**Your instructions**
When the word "bool" shows up in a line of the data below, copy that whole line.

Extracted data entries
use crate::id::{Lsn, PageId, TxId};
use crate::pager::{HeaderPage, HEADER_PAGE};
use crate::table::{ActiveTx, TableIo};
use crate::wal::{Wal, WalRecord};
use anyhow::anyhow;

impl<'a> TableIo<'a> {
    pub(crate) fn begin_transaction(&mut self) -> anyhow::Result<TxId> {
        assert!(
            self.table.tx.is_none(),
            "{:?} already has an active transaction",
            self.id()
        );
        let Some(wal) = self.table.wal.as_mut() else {
            return Err(anyhow!("write-ahead log is disabled"));
        };

        let txid = wal.next_txid();
        let last_lsn = wal.append(txid, None, WalRecord::Begin)?;
        self.table.tx = Some(ActiveTx { txid, last_lsn });
        log::debug!("begin transaction {txid:?} on {:?}", self.id());
        Ok(txid)
    }

    pub(crate) fn commit_transaction(&mut self) -> anyhow::Result<()> {
        let (tx, wal) = self.finish_transaction();
        wal.append(tx.txid, Some(tx.last_lsn), WalRecord::Commit)?;
        wal.sync()?;
        log::debug!("commit transaction {:?}", tx.txid);
        Ok(())
    }

    /// Rolls the table back to the state it had when the transaction began. The before images
    /// are applied newest first, then the header and free list are reloaded from the restored
    /// pages and the file is truncated to the restored page count.
    pub(crate) fn abort_transaction(&mut self) -> anyhow::Result<()> {
        let (tx, wal) = self.finish_transaction();
        wal.flush()?;
        let undo = collect_undo(wal, tx)?;

        // the transaction is already detached from the table, so these writes are not logged
        for item in &undo {
            let range = item.offset..item.offset + item.before.len();
            self.write_page(item.pgid, |buff| buff[range].copy_from_slice(&item.before))?;
        }

        let Some(wal) = self.table.wal.as_mut() else {
            unreachable!();
        };
        wal.append(tx.txid, Some(tx.last_lsn), WalRecord::Abort)?;
        wal.sync()?;

        let header = self.read_page(HEADER_PAGE, HeaderPage::decode)??;
        self.table.header = header;
        self.init_free_list()?;
        let page_count = self.header().page_count;
        self.pool().truncate(self.id(), page_count)?;

        log::debug!(
            "abort transaction {:?}, {} updates undone",
            tx.txid,
            undo.len()
        );
        Ok(())
    }

    fn finish_transaction(&mut self) -> (ActiveTx, &mut Wal) {
        let Some(tx) = self.table.tx.take() else {
            panic!("{:?} has no active transaction", self.table.id);
        };
        let Some(wal) = self.table.wal.as_mut() else {
            panic!("{:?} has a transaction but no write-ahead log", self.table.id);
        };
        (tx, wal)
    }
}

struct UndoItem {
    pgid: PageId,
    offset: usize,
    before: Vec<u8>,
}

/// Walks the records of `tx` from the last one back to its BEGIN.
fn collect_undo(wal: &mut Wal, tx: ActiveTx) -> anyhow::Result<Vec<UndoItem>> {
    let mut items = Vec::new();
    let mut buff = Vec::new();
    let mut lsn: Option<Lsn> = Some(tx.last_lsn);

    while let Some(current) = lsn {
        let Some(entry) = wal.read_at(current, &mut buff)? else {
            return Err(anyhow!("wal record at {current:?} is missing"));
        };
        if entry.txid != tx.txid {
            return Err(anyhow!(
                "wal record at {current:?} belongs to {:?}, expected {:?}",
                entry.txid,
                tx.txid
            ));
        }

        match entry.record {
            WalRecord::Begin => return Ok(items),
            WalRecord::Update {
                pgid,
                offset,
                before,
                ..
            } => items.push(UndoItem {
                pgid,
                offset: offset as usize,
                before: before.to_vec(),
            }),
            WalRecord::Commit | WalRecord::Abort => {
                return Err(anyhow!(
                    "transaction {:?} is already finished at {current:?}",
                    tx.txid
                ));
            }
        }
        lsn = entry.prev_lsn;
    }

    Err(anyhow!(
        "wal chain of transaction {:?} ends before its begin record",
        tx.txid
    ))
}

#[cfg(test)]
mod tests {
    use crate::btree::BTree;
    use crate::db::Setting;
    use crate::pager::Value;
    use crate::test_utils::TestTable;

    fn value(key: i64) -> Value {
        Value::new(format!("value-{key}").as_bytes()).unwrap()
    }

    fn wal_table() -> TestTable {
        TestTable::with_setting(Setting {
            buffer_frames: 10,
            ..Setting::default()
        })
    }

    #[test]
    fn test_commit_keeps_changes() {
        let mut t = wal_table();
        t.io().begin_transaction().unwrap();
        for key in 0..100 {
            BTree::new(t.io()).insert(key, value(key)).unwrap();
        }
        t.io().commit_transaction().unwrap();
        assert!(t.table.tx.is_none());

        let btree = BTree::new(t.io());
        btree.verify().unwrap();
        assert_eq!(100, btree.scan().unwrap().len());
    }

    #[test]
    fn test_abort_restores_tree_and_page_count() {
        let mut t = wal_table();
        for key in 0..40 {
            BTree::new(t.io()).insert(key, value(key)).unwrap();
        }
        let page_count = t.io().header().page_count;
        let before = BTree::new(t.io()).scan().unwrap();

        t.io().begin_transaction().unwrap();
        for key in 40..1000 {
            BTree::new(t.io()).insert(key, value(key)).unwrap();
        }
        for key in 0..20 {
            assert!(BTree::new(t.io()).delete(key).unwrap());
        }
        assert!(t.io().header().page_count > page_count);
        t.io().abort_transaction().unwrap();

        assert_eq!(page_count, t.io().header().page_count);
        let btree = BTree::new(t.io());
        btree.verify().unwrap();
        assert_eq!(before, btree.scan().unwrap());
        assert_eq!(None, btree.get(500).unwrap());
        assert_eq!(Some(value(3)), btree.get(3).unwrap());
    }

    #[test]
    fn test_consecutive_transactions() {
        let mut t = wal_table();
        let first = t.io().begin_transaction().unwrap();
        BTree::new(t.io()).insert(1, value(1)).unwrap();
        t.io().commit_transaction().unwrap();

        let second = t.io().begin_transaction().unwrap();
        assert!(second > first);
        BTree::new(t.io()).insert(2, value(2)).unwrap();
        t.io().abort_transaction().unwrap();

        let btree = BTree::new(t.io());
        assert_eq!(Some(value(1)), btree.get(1).unwrap());
        assert_eq!(None, btree.get(2).unwrap());
        btree.verify().unwrap();
    }

    #[test]
    fn test_begin_without_wal() {
        let mut t = TestTable::new(10);
        assert!(t.io().begin_transaction().is_err());
    }
}
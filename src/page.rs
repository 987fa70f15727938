use std::{borrow::Cow, fmt::Write as _};

use anyhow::Context;
use roxmltree::{Document, NS_XML_URI};

use crate::document::{LinkDocument, ReadyState};

/// HTML entities XML does not know about, with the text they stand for.
/// `roxmltree` has no way to inject DTD entity definitions, so these are
/// substituted before parsing.
const HTML_ENTITIES: &[(&str, &str)] = &[
    ("&nbsp;", "\u{a0}"),
    ("&copy;", "\u{a9}"),
    ("&reg;", "\u{ae}"),
    ("&ndash;", "\u{2013}"),
    ("&mdash;", "\u{2014}"),
    ("&hellip;", "\u{2026}"),
    ("&laquo;", "\u{ab}"),
    ("&raquo;", "\u{bb}"),
];

const XHTML_NS: &str = "http://www.w3.org/1999/xhtml";

#[derive(Debug, Clone)]
struct Attribute {
    namespace: Option<String>,
    prefix: Option<String>,
    name: String,
    value: String,
}

#[derive(Debug, Clone)]
enum Kind {
    Element {
        namespace: Option<String>,
        prefix: Option<String>,
        name: String,
        /// `xmlns` declarations made on this element, as `(prefix, uri)`.
        declarations: Vec<(Option<String>, String)>,
        attributes: Vec<Attribute>,
    },
    Text(String),
}

#[derive(Debug, Clone)]
struct Node {
    kind: Kind,
    parent: Option<usize>,
    children: Vec<usize>,
}

/// An XHTML document held in memory, for running the matcher outside a
/// browser. Elements are addressed by their index in document order.
#[derive(Debug, Clone)]
pub struct StaticDocument {
    location: String,
    ready_state: ReadyState,
    nodes: Vec<Node>,
}
use std::{
    cell::{Cell, RefCell},
    collections::VecDeque,
    rc::Rc,
    str::FromStr,
};

use crate::{
    document::{LinkDocument, ReadyState},
    error::Error,
    matcher::Matcher,
};

/// Something that changed what page the document shows.
#[derive(Debug, Clone, Copy, PartialEq, Eq)]
pub enum Navigation {
    /// The document finished loading.
    Ready,
    /// History back/forward.
    Traverse,
    /// A new history entry was pushed.
    Push,
    /// The current history entry was replaced.
    Replace,
}

impl Navigation {
    /// Push and replace are reported as soon as the call returns, before the
    /// page has had a chance to update, so their pass runs on the next turn.
    pub fn is_deferred(self) -> bool {
        matches!(self, Self::Push | Self::Replace)
    }
}

impl FromStr for Navigation {
    type Err = Error;

    fn from_str(s: &str) -> Result<Self, Self::Err> {
        Ok(match s {
            "ready" | "DOMContentLoaded" => Self::Ready,
            "traverse" | "popstate" => Self::Traverse,
            "push" | "pushState" => Self::Push,
            "replace" | "replaceState" => Self::Replace,
            _ => return Err(Error::UnknownNavigation(s.to_owned())),
        })
    }
}

pub type NavigationCallback = Box<dyn FnMut(Navigation)>;
pub type Task = Box<dyn FnOnce()>;

/// A host that reports navigations to whoever subscribed.
pub trait NavigationSource {
    fn subscribe(&self, callback: NavigationCallback);
}

/// Posts work to run after the current turn of the event loop.
pub trait Scheduler {
    fn defer(&self, task: Task);
}

/// In-process [`NavigationSource`]: the host calls [`emit`] after each
/// navigation it performs.
///
/// [`emit`]: NavigationHub::emit
#[derive(Default)]
pub struct NavigationHub {
    subscribers: RefCell<Vec<NavigationCallback>>,
}

impl NavigationHub {
    pub fn new() -> Self {
        Self::default()
    }

    /// Call every subscriber with `navigation`. Subscribers added while
    /// emitting only hear later navigations, and an `emit` from inside a
    /// subscriber reaches nobody.
    pub fn emit(&self, navigation: Navigation) {
        let mut subscribers = self.subscribers.take();
        tracing::trace!(?navigation, subscribers = subscribers.len(), "emit");
        for callback in subscribers.iter_mut() {
            callback(navigation);
        }
        let mut slot = self.subscribers.borrow_mut();
        subscribers.append(&mut slot);
        *slot = subscribers;
    }

    pub fn subscriber_count(&self) -> usize {
        self.subscribers.borrow().len()
    }
}

impl NavigationSource for NavigationHub {
    fn subscribe(&self, callback: NavigationCallback) {
        self.subscribers.borrow_mut().push(callback);
    }
}

/// FIFO [`Scheduler`] drained by the host with [`run_pending`].
///
/// [`run_pending`]: TaskQueue::run_pending
#[derive(Default)]
pub struct TaskQueue {
    tasks: RefCell<VecDeque<Task>>,
}

impl TaskQueue {
    pub fn new() -> Self {
        Self::default()
    }

    /// Run the tasks queued so far, oldest first. Tasks they defer wait for
    /// the next call. Returns how many ran.
    pub fn run_pending(&self) -> usize {
        let count = self.tasks.borrow().len();
        for _ in 0..count {
            let Some(task) = self.tasks.borrow_mut().pop_front() else {
                break;
            };
            task();
        }
        count
    }

    pub fn len(&self) -> usize {
        self.tasks.borrow().len()
    }

    pub fn is_empty(&self) -> bool {
        self.tasks.borrow().is_empty()
    }
}

impl Scheduler for TaskQueue {
    fn defer(&self, task: Task) {
        self.tasks.borrow_mut().push_back(task);
    }
}

/// Keeps the active/ancestor classes of a document in sync with its
/// location as the host navigates.
pub struct ActiveLinks<D> {
    matcher: Rc<Matcher>,
    document: Rc<RefCell<D>>,
    awaiting_ready: Rc<Cell<bool>>,
}

impl<D> Clone for ActiveLinks<D> {
    fn clone(&self) -> Self {
        Self {
            matcher: Rc::clone(&self.matcher),
            document: Rc::clone(&self.document),
            awaiting_ready: Rc::clone(&self.awaiting_ready),
        }
    }
}

impl<D: LinkDocument + 'static> ActiveLinks<D> {
    pub fn new(matcher: Matcher, document: Rc<RefCell<D>>) -> Self {
        Self {
            matcher: Rc::new(matcher),
            document,
            awaiting_ready: Rc::new(Cell::new(false)),
        }
    }

    pub fn document(&self) -> &Rc<RefCell<D>> {
        &self.document
    }

    /// Run a matching pass now against the document's current location.
    pub fn refresh(&self) {
        let Ok(mut document) = self.document.try_borrow_mut() else {
            tracing::warn!("document busy, skipping pass");
            return;
        };
        let location = document.location();
        self.matcher.apply(&mut *document, &location);
    }

    /// Run the first pass (now, or once loading ends) and follow every
    /// navigation `source` reports afterwards.
    pub fn start(&self, source: &impl NavigationSource, scheduler: Rc<dyn Scheduler>) {
        let loading = self.document.borrow().ready_state() == ReadyState::Loading;
        if loading {
            self.awaiting_ready.set(true);
        } else {
            self.refresh();
        }

        let this = self.clone();
        source.subscribe(Box::new(move |navigation| {
            this.on_navigation(navigation, scheduler.as_ref())
        }));
    }

    fn on_navigation(&self, navigation: Navigation, scheduler: &dyn Scheduler) {
        tracing::debug!(?navigation, "navigation");
        match navigation {
            Navigation::Ready => {
                if self.awaiting_ready.replace(false) {
                    self.refresh();
                }
            }
            Navigation::Traverse => self.refresh(),
            Navigation::Push | Navigation::Replace => {
                let this = self.clone();
                scheduler.defer(Box::new(move || this.refresh()));
            }
        }
    }
}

**Task output**
    pub fn is_deferred(self) -> bool {
    pub fn is_empty(&self) -> bool {
    awaiting_ready: Rc<Cell<bool>>,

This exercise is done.